Could you repeat every record below exactly as written?

++++

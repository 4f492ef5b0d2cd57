//! Read-only requests.

use serde::{Deserialize, Serialize};

use crate::Pubkey;

/// Read one material record.
#[derive(Debug, Clone, PartialEq, Eq, Serialize, Deserialize)]
pub struct FetchMaterial {
    /// Record address.
    pub record: Pubkey,
}

/// Read material records in address order.
#[derive(Debug, Clone, PartialEq, Eq, Serialize, Deserialize)]
pub struct ListMaterials {
    /// Maximum number of records to return.
    pub limit: u32,
}

/// Read a record's custody history.
#[derive(Debug, Clone, PartialEq, Eq, Serialize, Deserialize)]
pub struct ListTransfers {
    /// Record address.
    pub record: Pubkey,
    /// First sequence to return (history starts at 1).
    pub from_sequence: u64,
    /// Maximum number of entries to return.
    pub limit: u32,
}

/// Read one signer registry entry.
#[derive(Debug, Clone, PartialEq, Eq, Serialize, Deserialize)]
pub struct FetchSigner {
    /// Registered key.
    pub pubkey: Pubkey,
}

/// Read the signer registry in key order, one page at a time.
#[derive(Debug, Clone, PartialEq, Eq, Serialize, Deserialize)]
pub struct ListSigners {
    /// Return only keys strictly greater than this one.
    pub after: Option<Pubkey>,
    /// Maximum number of entries to return.
    pub limit: u32,
}
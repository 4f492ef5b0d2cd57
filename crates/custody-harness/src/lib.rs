//! Deterministic simulation harness for chain custody testing.
//!
//! Seeded implementations of the `Environment` trait, an in-process server
//! that runs the real `ServerDriver`, and turmoil-based transport helpers
//! for deterministic, reproducible testing under packet loss, latency, and
//! partitions.
//!
//! # Model-Based Testing
//!
//! The `model` module provides a reference implementation for model-based
//! testing. Operations are applied to both the model and real implementation,
//! and their observable states are compared.

#![forbid(unsafe_code)]
#![warn(missing_docs)]

pub mod model;
pub mod sim_env;
pub mod sim_server;
pub mod sim_transport;

pub use model::{
    ClientId, ModelMaterialId, ModelRecord, ModelWorld, ObservableState, Operation,
    OperationError, OperationResult,
};
pub use sim_env::SimEnv;
pub use sim_server::{SharedSimServer, SimServer, create_shared_server, serve};
pub use sim_transport::{SimTransport, read_frame, write_frame};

++++

◆ EXERCISE RESULT:
repository 4f492ef5b0d2cd57
//! Read-only requests.

use serde::{Deserialize, Serialize};

use crate::Pubkey;

/// Read one material record.
#[derive(Debug, Clone, PartialEq, Eq, Serialize, Deserialize)]
pub struct FetchMaterial {
    /// Record address.
    pub record: Pubkey,
}

/// Read material records in address order.
#[derive(Debug, Clone, PartialEq, Eq, Serialize, Deserialize)]
pub struct ListMaterials {
    /// Maximum number of records to return.
    pub limit: u32,
}

/// Read a record's custody history.
#[derive(Debug, Clone, PartialEq, Eq, Serialize, Deserialize)]
pub struct ListTransfers {
    /// Record address.
    pub record: Pubkey,
    /// First sequence to return (history starts at 1).
    pub from_sequence: u64,
    /// Maximum number of entries to return.
    pub limit: u32,
}

/// Read one signer registry entry.
#[derive(Debug, Clone, PartialEq, Eq, Serialize, Deserialize)]
pub struct FetchSigner {
    /// Registered key.
    pub pubkey: Pubkey,
}

/// Read the signer registry in key order, one page at a time.
#[derive(Debug, Clone, PartialEq, Eq, Serialize, Deserialize)]
pub struct ListSigners {
    /// Return only keys strictly greater than this one.
    pub after: Option<Pubkey>,
    /// Maximum number of entries to return.
    pub limit: u32,
}
repository 4f492ef5b0d2cd57
filename crates/custody-harness/src/lib.rs
//! Deterministic simulation harness for chain custody testing.
//!
//! Seeded implementations of the `Environment` trait, an in-process server
//! that runs the real `ServerDriver`, and turmoil-based transport helpers
//! for deterministic, reproducible testing under packet loss, latency, and
//! partitions.
//!
//! # Model-Based Testing
//!
//! The `model` module provides a reference implementation for model-based
//! testing. Operations are applied to both the model and real implementation,
//! and their observable states are compared.

#![forbid(unsafe_code)]
#![warn(missing_docs)]

pub mod model;
pub mod sim_env;
pub mod sim_server;
pub mod sim_transport;

pub use model::{
    ClientId, ModelMaterialId, ModelRecord, ModelWorld, ObservableState, Operation,
    OperationError, OperationResult,
};
pub use sim_env::SimEnv;
pub use sim_server::{SharedSimServer, SimServer, create_shared_server, serve};
pub use sim_transport::{SimTransport, read_frame, write_frame};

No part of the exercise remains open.